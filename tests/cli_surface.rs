mod common;

use std::process::{Command, Output};

use anyhow::{Context, Result};

fn run_wpg(args: &[&str], data_dir: &std::path::Path) -> Result<Output> {
    Command::new(env!("CARGO_BIN_EXE_wpg"))
        .args(args)
        .env("WPG_DATA_DIR", data_dir)
        .env_remove("WPG_DATASET_REPO_ID")
        .env_remove("WPG_REMOTE_URL")
        .env_remove("WPG_REMOTE_TOKEN")
        .output()
        .with_context(|| format!("run wpg {:?}", args))
}

#[test]
fn help_lists_target_and_num() -> Result<()> {
    let tmp = tempfile::tempdir().context("create tempdir")?;
    let out = run_wpg(&["--help"], tmp.path())?;
    assert!(out.status.success());
    let help = String::from_utf8_lossy(&out.stdout);
    assert!(help.contains("Usage: wpg"));
    assert!(help.contains("[TARGET]"));
    assert!(help.contains("--num"));
    assert!(help.contains("--config"));
    Ok(())
}

#[test]
fn no_argument_prints_catalog_summary() -> Result<()> {
    let tmp = tempfile::tempdir().context("create tempdir")?;
    let data = common::replica(tmp.path());
    common::add_wallpaper(&data, "desert", "a.png", b"a")?;
    common::add_wallpaper(&data, "desert", "b.png", b"b")?;
    common::add_wallpaper(&data, "ocean", "c.png", b"c")?;

    let out = run_wpg(&[], tmp.path())?;
    assert!(out.status.success());
    let stdout = String::from_utf8_lossy(&out.stdout);
    assert!(stdout.contains("2 topics, 3 images"), "{}", stdout);
    assert!(stdout.contains("desert"));
    Ok(())
}

#[test]
fn sync_without_repository_fails_before_touching_data() -> Result<()> {
    let tmp = tempfile::tempdir().context("create tempdir")?;
    let data_dir = tmp.path().join("data");
    let out = run_wpg(&["sync"], &data_dir)?;
    assert!(!out.status.success());
    assert_eq!(out.status.code(), Some(1));
    let stderr = String::from_utf8_lossy(&out.stderr);
    assert!(stderr.contains("WPG_DATASET_REPO_ID"), "{}", stderr);
    assert!(!data_dir.exists());
    Ok(())
}

#[test]
fn sync_command_runs_against_store() -> Result<()> {
    let server = common::spawn_store()?;
    let tmp = tempfile::tempdir().context("create tempdir")?;
    let data = common::replica(tmp.path());
    common::add_wallpaper(&data, "desert", "a.png", b"a")?;

    let out = Command::new(env!("CARGO_BIN_EXE_wpg"))
        .args(["sync", "--json"])
        .env("WPG_DATA_DIR", tmp.path())
        .env("WPG_REMOTE_URL", &server.base_url)
        .env("WPG_REMOTE_TOKEN", &server.token)
        .env("WPG_DATASET_REPO_ID", "me/wallpapers")
        .output()
        .context("run wpg sync")?;
    assert!(
        out.status.success(),
        "stderr:\n{}",
        String::from_utf8_lossy(&out.stderr)
    );
    let report: serde_json::Value =
        serde_json::from_slice(&out.stdout).context("parse sync report")?;
    assert_eq!(report["phases"].as_array().map(Vec::len), Some(9));
    assert_eq!(report["phases"][8], "DONE");
    assert_eq!(report["uploaded_parts"][0], "wp_archive.tar.part001");
    Ok(())
}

□ □ □

→ YOUR ASSIGNMENT
Check the data for the word "stdout" and pull out the lines that have it.

→ EXERCISE ANSWER
    let help = String::from_utf8_lossy(&out.stdout);
    let stdout = String::from_utf8_lossy(&out.stdout);
    assert!(stdout.contains("2 topics, 3 images"), "{}", stdout);
    assert!(stdout.contains("desert"));
        serde_json::from_slice(&out.stdout).context("parse sync report")?;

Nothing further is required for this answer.